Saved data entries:
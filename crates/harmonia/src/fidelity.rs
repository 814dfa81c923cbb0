//! Transit fidelity: which natal placements are being actively aspected by
//! the same body in transit, and whether each aspect is building or waning.

use crate::angular::angular_distance;
use crate::aspects::types::AspectType;
use crate::body::CelestialBody;
use crate::chart::ChartSnapshot;
use crate::ephemeris::types::Position;
use chrono::Duration;
use serde::{Deserialize, Serialize};

/// Orb for an aspect to be considered active
pub const FIDELITY_ORB: f64 = 5.0;
/// Orb for an aspect to count as tight
pub const TIGHT_ORB: f64 = 3.0;
/// Tight aspects needed, with a slow anchor, for a major life shift
pub const LIFE_SHIFT_TIGHT_COUNT: usize = 3;

/// Interval between the two transit samples used to judge applying/separating.
pub fn lookahead() -> Duration {
    Duration::hours(1)
}

#[derive(Debug, Clone, Copy, PartialEq, Eq, Hash, Serialize, Deserialize)]
#[serde(rename_all = "lowercase")]
pub enum AlignmentStatus {
    Gap,
    Resonance,
    Alignment,
    Integration,
}

#[derive(Debug, Clone, Copy, PartialEq, Serialize, Deserialize)]
#[serde(rename_all = "camelCase")]
pub struct Fidelity {
    pub aspect_type: AspectType,
    pub orb: f64,
    pub is_applying: bool,
}

#[derive(Debug, Clone, Copy, PartialEq, Serialize, Deserialize)]
#[serde(rename_all = "camelCase")]
pub struct AlignmentRecord {
    pub body: CelestialBody,
    pub natal: Position,
    pub transit: Position,
    pub fidelity: Fidelity,
    pub status: AlignmentStatus,
}

#[derive(Debug, Clone, PartialEq, Serialize, Deserialize)]
#[serde(rename_all = "camelCase")]
pub struct FidelityReport {
    pub records: Vec<AlignmentRecord>,
    /// Slow bodies in gap status
    pub gap_count: usize,
    /// Slow bodies in resonance status
    pub resonance_count: usize,
    /// Records of any body within [`TIGHT_ORB`]
    pub tight_count: usize,
    pub has_slow_anchor: bool,
    pub is_major_life_shift: bool,
}

/// Closest major aspect to `distance` within `max_orb`, if any.
///
/// Unlike aspect detection, this is best-match: every major aspect is
/// tried and the smallest orb wins.
pub fn best_major_aspect(distance: f64, max_orb: f64) -> Option<(AspectType, f64)> {
    AspectType::MAJOR
        .iter()
        .map(|&aspect_type| (aspect_type, (distance - aspect_type.angle()).abs()))
        .filter(|&(_, orb)| orb <= max_orb)
        .min_by(|a, b| a.1.total_cmp(&b.1))
}

/// An aspect is applying when its orb shrinks over the look-ahead interval.
pub fn is_applying(orb_now: f64, orb_later: f64) -> bool {
    orb_later < orb_now
}

/// Status for an active aspect.
///
/// Trines and sextiles are always resonance. Any other aspect that is
/// separating becomes integration.
pub fn alignment_status(aspect_type: AspectType, applying: bool) -> AlignmentStatus {
    let status = match aspect_type {
        AspectType::Square | AspectType::Opposition => AlignmentStatus::Gap,
        AspectType::Conjunction => AlignmentStatus::Alignment,
        _ => AlignmentStatus::Resonance,
    };
    if !applying && status != AlignmentStatus::Resonance {
        AlignmentStatus::Integration
    } else {
        status
    }
}

#[derive(Debug, Clone, Copy, Default)]
pub struct TransitFidelityEngine;

impl TransitFidelityEngine {
    pub fn new() -> Self {
        Self
    }

    /// Evaluate each body's transit against its own natal placement.
    ///
    /// `now` and `later` are transit positions at T and T + [`lookahead`];
    /// bodies missing from either sample are skipped.
    pub fn evaluate(
        &self,
        natal: &ChartSnapshot,
        now: &[Position],
        later: &[Position],
    ) -> FidelityReport {
        let mut records = Vec::new();
        for body in CelestialBody::ALL {
            let (Some(transit), Some(transit_later)) = (find(now, body), find(later, body)) else {
                continue;
            };
            if let Some(record) = self.evaluate_body(natal.position(body), transit, transit_later) {
                records.push(record);
            }
        }
        let report = summarize(records);
        log::debug!(
            "Fidelity: {} active, {} tight, slow anchor {}, life shift {}",
            report.records.len(),
            report.tight_count,
            report.has_slow_anchor,
            report.is_major_life_shift
        );
        report
    }

    /// Record for one body, or `None` when no major aspect is within [`FIDELITY_ORB`].
    pub fn evaluate_body(
        &self,
        natal: &Position,
        transit: &Position,
        transit_later: &Position,
    ) -> Option<AlignmentRecord> {
        let distance = angular_distance(natal.longitude, transit.longitude);
        let (aspect_type, orb) = best_major_aspect(distance, FIDELITY_ORB)?;

        let later_distance = angular_distance(natal.longitude, transit_later.longitude);
        let orb_later = (later_distance - aspect_type.angle()).abs();
        let applying = is_applying(orb, orb_later);

        Some(AlignmentRecord {
            body: natal.body,
            natal: *natal,
            transit: *transit,
            fidelity: Fidelity {
                aspect_type,
                orb,
                is_applying: applying,
            },
            status: alignment_status(aspect_type, applying),
        })
    }
}

fn find(positions: &[Position], body: CelestialBody) -> Option<&Position> {
    positions.iter().find(|p| p.body == body)
}

fn summarize(records: Vec<AlignmentRecord>) -> FidelityReport {
    let slow: Vec<&AlignmentRecord> = records.iter().filter(|r| r.body.is_slow()).collect();
    let gap_count = slow.iter().filter(|r| r.status == AlignmentStatus::Gap).count();
    let resonance_count = slow.iter().filter(|r| r.status == AlignmentStatus::Resonance).count();
    let has_slow_anchor = slow.iter().any(|r| r.fidelity.orb <= TIGHT_ORB);
    let tight_count = records.iter().filter(|r| r.fidelity.orb <= TIGHT_ORB).count();
    let is_major_life_shift = tight_count >= LIFE_SHIFT_TIGHT_COUNT && has_slow_anchor;

    FidelityReport {
        records,
        gap_count,
        resonance_count,
        tight_count,
        has_slow_anchor,
        is_major_life_shift,
    }
}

**Work order:** Starting with the line that contains "let tight_count = records.iter().filter(|r|", restate every line through the end of the records above, exactly and with no other lines.

**Worked solution:**
    let tight_count = records.iter().filter(|r| r.fidelity.orb <= TIGHT_ORB).count();
    let is_major_life_shift = tight_count >= LIFE_SHIFT_TIGHT_COUNT && has_slow_anchor;

    FidelityReport {
        records,
        gap_count,
        resonance_count,
        tight_count,
        has_slow_anchor,
        is_major_life_shift,
    }
}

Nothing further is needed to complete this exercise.